▶ **What needs to be done**
Copy exactly the lines of the records below, and only those lines, beginning with the line that contains "let Some(cp) = self.store(config) else" and ending with the line that contains "-> Result<(), AgentError>".

▶ **Data records**
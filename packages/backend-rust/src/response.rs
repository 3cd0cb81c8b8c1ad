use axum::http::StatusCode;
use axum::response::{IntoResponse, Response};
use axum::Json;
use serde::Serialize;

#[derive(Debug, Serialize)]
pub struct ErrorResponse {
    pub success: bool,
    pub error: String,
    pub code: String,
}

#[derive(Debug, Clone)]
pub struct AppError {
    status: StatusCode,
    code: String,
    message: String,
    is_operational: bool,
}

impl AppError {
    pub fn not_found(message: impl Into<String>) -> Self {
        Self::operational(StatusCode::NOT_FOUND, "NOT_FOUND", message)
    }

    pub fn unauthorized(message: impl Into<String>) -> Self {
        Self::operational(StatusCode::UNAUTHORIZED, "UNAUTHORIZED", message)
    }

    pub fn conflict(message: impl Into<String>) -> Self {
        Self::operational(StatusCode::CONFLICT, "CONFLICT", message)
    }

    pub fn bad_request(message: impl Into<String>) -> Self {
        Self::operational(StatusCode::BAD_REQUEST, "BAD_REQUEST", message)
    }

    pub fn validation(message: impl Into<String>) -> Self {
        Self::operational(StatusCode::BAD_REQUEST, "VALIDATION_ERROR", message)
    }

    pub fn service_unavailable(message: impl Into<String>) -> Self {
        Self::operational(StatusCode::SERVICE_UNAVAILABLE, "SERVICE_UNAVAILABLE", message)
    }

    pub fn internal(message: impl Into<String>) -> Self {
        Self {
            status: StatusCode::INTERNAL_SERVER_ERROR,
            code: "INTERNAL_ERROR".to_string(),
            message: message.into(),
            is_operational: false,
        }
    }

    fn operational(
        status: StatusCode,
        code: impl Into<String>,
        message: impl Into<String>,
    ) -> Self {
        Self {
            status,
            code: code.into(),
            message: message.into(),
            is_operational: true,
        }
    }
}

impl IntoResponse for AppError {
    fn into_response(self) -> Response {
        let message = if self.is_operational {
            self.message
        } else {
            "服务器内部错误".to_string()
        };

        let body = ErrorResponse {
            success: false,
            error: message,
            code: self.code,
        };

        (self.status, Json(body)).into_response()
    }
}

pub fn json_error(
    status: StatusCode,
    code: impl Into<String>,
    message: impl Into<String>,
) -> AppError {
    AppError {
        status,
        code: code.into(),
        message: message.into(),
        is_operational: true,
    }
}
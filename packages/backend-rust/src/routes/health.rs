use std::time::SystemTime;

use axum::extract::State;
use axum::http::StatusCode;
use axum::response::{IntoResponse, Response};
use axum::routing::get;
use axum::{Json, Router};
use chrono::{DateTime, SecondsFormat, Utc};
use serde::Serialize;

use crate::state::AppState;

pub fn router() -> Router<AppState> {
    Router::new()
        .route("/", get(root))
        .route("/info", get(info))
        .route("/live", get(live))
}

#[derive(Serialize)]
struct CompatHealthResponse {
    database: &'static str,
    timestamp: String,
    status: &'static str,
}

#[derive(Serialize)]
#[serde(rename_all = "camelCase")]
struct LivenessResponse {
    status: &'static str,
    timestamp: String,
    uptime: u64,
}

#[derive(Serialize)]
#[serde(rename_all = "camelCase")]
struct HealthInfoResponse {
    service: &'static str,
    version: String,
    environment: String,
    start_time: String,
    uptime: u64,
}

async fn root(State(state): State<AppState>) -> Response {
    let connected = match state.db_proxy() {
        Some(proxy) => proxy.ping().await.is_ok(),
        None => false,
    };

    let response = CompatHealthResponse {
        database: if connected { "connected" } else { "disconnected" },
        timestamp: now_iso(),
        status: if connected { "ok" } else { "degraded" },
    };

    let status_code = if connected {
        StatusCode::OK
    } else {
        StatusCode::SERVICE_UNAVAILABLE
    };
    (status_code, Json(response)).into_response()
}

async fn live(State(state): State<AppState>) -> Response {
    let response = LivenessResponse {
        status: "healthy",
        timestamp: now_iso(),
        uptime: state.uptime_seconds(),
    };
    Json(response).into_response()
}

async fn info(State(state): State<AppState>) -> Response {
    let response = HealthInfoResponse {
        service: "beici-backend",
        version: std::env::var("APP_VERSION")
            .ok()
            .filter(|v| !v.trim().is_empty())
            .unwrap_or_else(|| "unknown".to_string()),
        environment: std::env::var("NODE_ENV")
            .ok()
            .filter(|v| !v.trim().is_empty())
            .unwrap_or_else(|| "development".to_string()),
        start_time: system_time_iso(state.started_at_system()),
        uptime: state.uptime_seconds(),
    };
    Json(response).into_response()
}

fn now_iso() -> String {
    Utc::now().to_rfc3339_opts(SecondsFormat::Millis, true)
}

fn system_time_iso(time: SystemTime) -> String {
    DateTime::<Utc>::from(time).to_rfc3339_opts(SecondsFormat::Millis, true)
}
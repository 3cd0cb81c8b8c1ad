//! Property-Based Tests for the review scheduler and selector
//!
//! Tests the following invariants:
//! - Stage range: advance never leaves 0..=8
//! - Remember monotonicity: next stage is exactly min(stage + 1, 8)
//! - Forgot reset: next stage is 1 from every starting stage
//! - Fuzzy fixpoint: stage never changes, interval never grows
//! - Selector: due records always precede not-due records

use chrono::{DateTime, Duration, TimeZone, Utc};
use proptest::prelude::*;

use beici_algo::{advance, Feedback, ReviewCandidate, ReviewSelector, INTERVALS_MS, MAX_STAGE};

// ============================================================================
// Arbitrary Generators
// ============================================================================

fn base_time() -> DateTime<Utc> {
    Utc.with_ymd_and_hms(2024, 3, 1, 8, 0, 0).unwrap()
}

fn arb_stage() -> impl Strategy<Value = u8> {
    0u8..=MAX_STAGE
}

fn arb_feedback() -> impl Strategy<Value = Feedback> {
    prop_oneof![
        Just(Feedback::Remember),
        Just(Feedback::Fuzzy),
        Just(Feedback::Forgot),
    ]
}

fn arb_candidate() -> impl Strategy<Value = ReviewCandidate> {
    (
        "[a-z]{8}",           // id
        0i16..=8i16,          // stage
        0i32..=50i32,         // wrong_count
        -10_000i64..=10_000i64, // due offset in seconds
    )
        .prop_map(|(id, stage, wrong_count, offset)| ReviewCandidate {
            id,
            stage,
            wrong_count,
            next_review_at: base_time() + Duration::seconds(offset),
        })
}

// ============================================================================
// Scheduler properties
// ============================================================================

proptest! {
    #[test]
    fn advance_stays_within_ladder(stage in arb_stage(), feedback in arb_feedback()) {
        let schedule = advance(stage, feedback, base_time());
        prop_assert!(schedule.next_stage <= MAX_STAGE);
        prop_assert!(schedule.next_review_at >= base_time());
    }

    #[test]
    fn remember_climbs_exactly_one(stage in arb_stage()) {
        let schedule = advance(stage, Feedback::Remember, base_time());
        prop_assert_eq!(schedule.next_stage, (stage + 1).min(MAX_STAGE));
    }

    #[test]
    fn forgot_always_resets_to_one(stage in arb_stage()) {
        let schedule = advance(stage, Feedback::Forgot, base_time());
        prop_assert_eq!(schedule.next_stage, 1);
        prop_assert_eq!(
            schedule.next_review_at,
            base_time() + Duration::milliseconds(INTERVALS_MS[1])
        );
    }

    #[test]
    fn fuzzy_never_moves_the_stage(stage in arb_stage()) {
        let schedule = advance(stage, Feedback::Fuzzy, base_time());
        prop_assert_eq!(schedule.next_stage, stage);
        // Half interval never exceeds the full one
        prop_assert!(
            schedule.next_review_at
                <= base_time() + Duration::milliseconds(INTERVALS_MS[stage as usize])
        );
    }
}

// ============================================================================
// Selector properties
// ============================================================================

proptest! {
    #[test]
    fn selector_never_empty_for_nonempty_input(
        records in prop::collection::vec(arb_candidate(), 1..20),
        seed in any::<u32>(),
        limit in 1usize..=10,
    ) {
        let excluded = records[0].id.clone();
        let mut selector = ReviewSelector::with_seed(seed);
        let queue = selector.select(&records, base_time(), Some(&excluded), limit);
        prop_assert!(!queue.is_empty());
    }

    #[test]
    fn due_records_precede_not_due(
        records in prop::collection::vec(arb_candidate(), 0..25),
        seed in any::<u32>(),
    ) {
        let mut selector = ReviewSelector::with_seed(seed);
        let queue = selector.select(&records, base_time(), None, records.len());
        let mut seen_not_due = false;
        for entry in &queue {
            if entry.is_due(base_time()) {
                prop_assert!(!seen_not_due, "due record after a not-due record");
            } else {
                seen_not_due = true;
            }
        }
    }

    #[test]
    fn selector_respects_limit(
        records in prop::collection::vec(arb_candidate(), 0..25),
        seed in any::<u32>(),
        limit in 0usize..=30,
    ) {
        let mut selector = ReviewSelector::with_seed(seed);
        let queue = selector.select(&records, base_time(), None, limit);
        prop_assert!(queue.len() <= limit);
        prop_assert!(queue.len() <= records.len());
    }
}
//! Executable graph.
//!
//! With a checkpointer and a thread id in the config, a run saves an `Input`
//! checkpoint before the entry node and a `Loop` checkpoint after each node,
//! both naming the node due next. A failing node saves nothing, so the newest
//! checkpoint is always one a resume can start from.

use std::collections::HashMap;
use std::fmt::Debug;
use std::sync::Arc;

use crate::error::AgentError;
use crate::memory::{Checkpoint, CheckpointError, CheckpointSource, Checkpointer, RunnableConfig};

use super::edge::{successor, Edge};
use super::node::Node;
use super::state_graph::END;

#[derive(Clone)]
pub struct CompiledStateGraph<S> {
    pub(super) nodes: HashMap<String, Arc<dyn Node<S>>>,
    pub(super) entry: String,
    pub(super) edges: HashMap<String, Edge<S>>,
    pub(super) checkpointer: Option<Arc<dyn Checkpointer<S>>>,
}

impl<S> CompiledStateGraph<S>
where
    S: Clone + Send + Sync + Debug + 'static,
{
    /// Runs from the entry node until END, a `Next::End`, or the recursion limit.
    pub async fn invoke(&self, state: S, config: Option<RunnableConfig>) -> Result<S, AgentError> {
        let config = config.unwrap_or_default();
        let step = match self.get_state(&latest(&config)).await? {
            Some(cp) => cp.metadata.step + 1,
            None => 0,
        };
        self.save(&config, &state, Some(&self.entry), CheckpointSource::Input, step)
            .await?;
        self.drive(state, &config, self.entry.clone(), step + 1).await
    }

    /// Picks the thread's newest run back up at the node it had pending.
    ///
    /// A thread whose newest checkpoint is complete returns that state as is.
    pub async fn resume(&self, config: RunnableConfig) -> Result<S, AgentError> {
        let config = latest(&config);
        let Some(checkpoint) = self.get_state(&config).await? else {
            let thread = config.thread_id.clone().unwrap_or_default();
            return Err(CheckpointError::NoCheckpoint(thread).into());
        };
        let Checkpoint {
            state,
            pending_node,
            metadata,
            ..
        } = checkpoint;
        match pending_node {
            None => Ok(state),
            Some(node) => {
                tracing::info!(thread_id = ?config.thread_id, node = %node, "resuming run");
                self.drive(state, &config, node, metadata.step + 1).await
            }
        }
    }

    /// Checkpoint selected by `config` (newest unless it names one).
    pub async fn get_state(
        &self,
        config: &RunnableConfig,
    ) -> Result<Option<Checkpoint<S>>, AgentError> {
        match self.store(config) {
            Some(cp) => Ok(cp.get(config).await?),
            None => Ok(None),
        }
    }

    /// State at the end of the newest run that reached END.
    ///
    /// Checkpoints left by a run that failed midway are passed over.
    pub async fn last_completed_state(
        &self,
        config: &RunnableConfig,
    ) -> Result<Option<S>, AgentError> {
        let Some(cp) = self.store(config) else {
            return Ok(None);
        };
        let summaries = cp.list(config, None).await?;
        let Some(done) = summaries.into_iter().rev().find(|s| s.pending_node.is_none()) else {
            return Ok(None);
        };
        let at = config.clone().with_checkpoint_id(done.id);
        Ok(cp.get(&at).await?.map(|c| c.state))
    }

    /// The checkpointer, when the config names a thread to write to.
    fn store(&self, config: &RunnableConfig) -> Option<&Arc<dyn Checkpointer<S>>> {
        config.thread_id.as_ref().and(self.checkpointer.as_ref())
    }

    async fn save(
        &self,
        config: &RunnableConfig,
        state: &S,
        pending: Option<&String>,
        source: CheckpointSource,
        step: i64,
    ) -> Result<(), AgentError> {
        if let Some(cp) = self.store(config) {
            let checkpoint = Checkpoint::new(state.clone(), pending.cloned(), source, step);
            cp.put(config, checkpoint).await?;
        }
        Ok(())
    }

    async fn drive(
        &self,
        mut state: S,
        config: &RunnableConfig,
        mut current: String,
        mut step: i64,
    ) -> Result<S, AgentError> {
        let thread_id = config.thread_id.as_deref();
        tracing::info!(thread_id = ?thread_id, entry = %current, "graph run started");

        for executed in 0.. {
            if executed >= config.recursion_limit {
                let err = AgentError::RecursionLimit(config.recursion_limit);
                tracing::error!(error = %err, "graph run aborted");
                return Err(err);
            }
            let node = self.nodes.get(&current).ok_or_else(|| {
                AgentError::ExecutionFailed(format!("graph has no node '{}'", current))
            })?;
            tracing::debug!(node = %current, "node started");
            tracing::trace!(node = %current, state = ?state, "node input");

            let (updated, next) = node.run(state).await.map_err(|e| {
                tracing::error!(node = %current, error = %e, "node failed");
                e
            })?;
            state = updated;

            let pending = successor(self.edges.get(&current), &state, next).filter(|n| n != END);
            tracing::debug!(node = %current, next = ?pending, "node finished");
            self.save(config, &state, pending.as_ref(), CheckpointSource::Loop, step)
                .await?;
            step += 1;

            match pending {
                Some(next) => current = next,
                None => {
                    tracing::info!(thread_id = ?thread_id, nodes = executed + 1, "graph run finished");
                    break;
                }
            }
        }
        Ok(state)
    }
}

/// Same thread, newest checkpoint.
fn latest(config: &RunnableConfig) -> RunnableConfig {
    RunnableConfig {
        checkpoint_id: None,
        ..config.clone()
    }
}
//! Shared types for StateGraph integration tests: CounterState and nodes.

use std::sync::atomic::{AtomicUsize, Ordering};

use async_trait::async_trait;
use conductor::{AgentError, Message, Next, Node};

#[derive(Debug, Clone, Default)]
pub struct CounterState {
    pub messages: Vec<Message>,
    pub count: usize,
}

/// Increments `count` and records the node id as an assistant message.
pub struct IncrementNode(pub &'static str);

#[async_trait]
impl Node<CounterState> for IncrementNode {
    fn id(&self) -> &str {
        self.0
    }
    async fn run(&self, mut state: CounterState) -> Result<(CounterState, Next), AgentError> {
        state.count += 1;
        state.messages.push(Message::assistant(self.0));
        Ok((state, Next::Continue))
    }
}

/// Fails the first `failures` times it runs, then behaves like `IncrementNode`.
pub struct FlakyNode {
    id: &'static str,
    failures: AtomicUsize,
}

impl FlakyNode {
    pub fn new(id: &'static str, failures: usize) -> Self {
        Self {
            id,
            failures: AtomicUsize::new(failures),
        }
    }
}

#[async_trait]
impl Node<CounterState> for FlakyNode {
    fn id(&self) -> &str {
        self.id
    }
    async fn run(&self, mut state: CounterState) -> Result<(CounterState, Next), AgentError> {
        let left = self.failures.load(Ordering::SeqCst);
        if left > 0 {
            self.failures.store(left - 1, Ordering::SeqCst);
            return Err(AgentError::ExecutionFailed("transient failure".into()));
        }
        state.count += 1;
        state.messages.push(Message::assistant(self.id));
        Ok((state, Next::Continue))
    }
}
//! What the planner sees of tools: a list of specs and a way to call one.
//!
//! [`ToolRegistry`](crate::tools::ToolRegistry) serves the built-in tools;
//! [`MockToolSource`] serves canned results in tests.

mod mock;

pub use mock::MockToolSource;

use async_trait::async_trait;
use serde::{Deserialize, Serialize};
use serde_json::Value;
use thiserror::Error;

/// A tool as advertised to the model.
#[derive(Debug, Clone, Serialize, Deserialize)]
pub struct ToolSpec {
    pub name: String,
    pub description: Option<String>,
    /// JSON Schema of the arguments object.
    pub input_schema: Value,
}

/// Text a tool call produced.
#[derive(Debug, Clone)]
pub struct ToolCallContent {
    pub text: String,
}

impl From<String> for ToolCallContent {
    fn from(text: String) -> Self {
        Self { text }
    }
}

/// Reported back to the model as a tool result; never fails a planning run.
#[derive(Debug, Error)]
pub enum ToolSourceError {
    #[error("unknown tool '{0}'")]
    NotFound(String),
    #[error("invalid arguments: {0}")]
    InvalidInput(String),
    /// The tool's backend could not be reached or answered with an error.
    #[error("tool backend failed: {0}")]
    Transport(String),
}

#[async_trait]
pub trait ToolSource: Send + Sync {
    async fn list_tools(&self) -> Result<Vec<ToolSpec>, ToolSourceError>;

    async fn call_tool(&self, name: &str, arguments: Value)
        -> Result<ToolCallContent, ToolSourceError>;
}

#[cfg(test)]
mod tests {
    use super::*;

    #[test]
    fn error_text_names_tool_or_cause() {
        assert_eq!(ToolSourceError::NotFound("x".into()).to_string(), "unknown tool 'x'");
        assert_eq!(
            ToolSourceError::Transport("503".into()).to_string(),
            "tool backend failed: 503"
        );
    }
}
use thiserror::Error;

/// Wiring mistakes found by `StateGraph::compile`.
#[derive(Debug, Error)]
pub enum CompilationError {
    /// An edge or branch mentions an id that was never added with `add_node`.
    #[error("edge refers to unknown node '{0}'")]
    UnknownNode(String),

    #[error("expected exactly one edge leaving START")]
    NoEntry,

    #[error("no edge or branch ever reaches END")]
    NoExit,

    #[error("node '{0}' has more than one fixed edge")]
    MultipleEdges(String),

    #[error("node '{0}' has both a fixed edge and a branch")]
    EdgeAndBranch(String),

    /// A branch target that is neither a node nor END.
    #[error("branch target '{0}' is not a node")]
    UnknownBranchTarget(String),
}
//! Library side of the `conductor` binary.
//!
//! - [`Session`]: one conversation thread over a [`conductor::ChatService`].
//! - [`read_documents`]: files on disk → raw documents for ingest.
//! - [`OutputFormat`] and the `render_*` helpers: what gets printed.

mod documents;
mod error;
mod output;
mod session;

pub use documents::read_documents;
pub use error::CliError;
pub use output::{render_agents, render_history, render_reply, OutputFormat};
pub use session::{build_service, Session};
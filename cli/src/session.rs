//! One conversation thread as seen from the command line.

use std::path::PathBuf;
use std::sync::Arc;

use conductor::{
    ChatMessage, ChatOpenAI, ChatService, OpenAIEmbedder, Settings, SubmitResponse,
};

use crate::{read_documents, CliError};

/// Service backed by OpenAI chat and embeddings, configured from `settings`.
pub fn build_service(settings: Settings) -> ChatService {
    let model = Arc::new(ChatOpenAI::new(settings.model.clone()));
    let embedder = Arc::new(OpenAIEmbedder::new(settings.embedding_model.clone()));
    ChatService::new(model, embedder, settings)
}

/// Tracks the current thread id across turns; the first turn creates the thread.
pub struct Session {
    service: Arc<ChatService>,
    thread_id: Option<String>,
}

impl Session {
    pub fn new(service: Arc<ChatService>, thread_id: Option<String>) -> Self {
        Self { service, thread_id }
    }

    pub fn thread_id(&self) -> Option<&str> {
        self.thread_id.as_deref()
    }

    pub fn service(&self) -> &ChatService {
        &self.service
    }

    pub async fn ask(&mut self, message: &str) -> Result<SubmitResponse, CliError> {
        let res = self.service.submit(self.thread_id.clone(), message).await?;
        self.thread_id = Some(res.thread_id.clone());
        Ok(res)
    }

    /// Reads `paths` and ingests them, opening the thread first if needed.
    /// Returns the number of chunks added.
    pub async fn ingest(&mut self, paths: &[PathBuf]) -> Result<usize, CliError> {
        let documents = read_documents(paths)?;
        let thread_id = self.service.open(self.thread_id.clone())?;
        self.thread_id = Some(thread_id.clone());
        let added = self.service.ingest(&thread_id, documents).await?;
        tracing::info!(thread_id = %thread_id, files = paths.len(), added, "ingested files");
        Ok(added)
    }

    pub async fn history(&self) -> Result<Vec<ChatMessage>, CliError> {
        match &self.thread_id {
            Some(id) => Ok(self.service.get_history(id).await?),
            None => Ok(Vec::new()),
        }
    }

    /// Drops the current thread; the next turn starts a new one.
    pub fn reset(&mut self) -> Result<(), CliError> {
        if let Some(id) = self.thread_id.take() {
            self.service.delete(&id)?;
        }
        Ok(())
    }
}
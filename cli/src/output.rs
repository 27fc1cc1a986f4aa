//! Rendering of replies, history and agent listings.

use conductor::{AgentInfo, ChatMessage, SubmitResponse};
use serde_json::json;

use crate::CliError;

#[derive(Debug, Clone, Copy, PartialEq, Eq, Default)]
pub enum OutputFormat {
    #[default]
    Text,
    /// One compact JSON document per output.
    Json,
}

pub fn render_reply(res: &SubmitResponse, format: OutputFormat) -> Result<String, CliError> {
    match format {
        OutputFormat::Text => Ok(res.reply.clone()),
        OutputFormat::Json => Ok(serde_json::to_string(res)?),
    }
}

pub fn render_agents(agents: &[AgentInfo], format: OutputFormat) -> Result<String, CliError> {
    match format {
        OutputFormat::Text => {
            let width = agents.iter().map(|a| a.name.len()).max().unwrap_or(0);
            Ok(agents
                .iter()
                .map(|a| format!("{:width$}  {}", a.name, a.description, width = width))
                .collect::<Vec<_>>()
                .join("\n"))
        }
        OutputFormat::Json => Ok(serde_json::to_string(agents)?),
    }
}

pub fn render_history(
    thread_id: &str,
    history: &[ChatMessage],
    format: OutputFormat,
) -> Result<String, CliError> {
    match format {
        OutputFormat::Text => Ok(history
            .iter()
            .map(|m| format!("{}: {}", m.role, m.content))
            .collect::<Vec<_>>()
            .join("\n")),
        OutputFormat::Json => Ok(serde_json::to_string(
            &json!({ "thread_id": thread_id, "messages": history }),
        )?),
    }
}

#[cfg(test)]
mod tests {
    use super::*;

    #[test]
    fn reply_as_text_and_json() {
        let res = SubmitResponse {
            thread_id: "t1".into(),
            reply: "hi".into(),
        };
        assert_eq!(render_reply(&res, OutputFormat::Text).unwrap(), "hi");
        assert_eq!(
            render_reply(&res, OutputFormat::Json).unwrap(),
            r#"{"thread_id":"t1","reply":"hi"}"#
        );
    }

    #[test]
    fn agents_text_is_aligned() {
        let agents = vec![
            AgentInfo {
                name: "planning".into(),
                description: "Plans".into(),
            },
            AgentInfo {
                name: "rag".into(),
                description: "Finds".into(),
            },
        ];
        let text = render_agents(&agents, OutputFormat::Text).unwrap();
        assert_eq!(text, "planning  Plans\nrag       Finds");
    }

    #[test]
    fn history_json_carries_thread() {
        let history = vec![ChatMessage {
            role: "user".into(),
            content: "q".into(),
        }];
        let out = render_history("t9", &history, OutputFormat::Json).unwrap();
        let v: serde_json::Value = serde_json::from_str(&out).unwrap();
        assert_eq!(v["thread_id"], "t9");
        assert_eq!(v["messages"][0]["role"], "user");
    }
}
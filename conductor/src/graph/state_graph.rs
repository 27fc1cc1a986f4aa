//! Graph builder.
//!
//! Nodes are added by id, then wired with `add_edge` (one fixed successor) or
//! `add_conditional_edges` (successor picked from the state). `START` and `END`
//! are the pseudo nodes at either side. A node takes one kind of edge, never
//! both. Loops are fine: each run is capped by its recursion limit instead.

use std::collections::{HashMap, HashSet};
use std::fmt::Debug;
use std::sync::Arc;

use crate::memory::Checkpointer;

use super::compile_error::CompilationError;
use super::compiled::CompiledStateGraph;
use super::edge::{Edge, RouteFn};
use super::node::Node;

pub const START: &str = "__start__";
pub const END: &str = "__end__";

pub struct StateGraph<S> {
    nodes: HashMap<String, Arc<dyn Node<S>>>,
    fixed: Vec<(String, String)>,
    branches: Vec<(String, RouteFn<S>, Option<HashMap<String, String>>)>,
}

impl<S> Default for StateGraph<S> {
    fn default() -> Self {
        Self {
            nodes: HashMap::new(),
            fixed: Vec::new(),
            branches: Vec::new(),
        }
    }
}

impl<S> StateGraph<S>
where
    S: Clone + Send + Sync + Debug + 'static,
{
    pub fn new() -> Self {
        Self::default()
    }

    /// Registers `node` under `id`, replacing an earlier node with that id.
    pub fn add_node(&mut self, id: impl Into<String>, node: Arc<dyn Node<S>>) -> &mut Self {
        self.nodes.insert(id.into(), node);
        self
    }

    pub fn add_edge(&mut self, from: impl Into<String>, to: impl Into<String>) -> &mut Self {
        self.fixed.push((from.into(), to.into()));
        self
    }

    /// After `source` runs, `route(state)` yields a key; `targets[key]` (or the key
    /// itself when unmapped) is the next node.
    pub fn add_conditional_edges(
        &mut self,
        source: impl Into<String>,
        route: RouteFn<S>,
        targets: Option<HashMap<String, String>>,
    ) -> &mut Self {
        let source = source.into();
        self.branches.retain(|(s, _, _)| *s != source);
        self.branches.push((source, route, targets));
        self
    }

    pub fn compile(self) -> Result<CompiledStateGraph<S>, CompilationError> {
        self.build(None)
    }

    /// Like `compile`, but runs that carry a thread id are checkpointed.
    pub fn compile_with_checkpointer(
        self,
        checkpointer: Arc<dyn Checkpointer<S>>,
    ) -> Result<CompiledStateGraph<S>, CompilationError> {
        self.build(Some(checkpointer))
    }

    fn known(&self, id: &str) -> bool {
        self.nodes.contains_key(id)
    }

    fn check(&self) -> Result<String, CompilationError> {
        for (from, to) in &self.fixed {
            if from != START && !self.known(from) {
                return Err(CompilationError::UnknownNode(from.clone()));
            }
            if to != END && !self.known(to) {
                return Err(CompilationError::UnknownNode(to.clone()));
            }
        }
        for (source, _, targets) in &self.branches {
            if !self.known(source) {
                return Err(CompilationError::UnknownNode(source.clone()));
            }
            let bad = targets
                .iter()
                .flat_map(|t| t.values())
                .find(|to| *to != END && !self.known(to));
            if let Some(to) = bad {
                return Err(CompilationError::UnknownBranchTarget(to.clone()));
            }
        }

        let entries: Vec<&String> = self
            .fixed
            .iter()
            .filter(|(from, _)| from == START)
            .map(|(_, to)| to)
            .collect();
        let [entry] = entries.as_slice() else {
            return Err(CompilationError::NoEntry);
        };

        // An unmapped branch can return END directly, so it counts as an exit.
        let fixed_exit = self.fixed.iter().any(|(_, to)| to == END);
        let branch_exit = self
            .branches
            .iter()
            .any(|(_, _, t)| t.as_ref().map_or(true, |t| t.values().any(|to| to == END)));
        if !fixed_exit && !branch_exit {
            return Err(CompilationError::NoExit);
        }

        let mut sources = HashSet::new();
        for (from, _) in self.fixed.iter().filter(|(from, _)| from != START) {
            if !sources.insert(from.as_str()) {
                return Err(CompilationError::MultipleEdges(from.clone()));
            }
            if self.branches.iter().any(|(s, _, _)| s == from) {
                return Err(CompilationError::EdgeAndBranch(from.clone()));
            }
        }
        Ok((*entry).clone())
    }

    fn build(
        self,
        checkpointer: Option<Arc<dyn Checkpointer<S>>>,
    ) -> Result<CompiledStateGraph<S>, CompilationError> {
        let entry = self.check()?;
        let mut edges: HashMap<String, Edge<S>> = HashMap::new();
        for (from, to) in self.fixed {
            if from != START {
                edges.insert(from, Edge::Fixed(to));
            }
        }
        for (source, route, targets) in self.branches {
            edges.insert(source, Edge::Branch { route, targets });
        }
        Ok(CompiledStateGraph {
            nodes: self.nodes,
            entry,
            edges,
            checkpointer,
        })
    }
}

▶ **Output of the exercise**
        let Some(cp) = self.store(config) else {
            return Ok(None);
        };
        let summaries = cp.list(config, None).await?;
        let Some(done) = summaries.into_iter().rev().find(|s| s.pending_node.is_none()) else {
            return Ok(None);
        };
        let at = config.clone().with_checkpoint_id(done.id);
        Ok(cp.get(&at).await?.map(|c| c.state))
    }

    /// The checkpointer, when the config names a thread to write to.
    fn store(&self, config: &RunnableConfig) -> Option<&Arc<dyn Checkpointer<S>>> {
        config.thread_id.as_ref().and(self.checkpointer.as_ref())
    }

    async fn save(
        &self,
        config: &RunnableConfig,
        state: &S,
        pending: Option<&String>,
        source: CheckpointSource,
        step: i64,
    ) -> Result<(), AgentError> {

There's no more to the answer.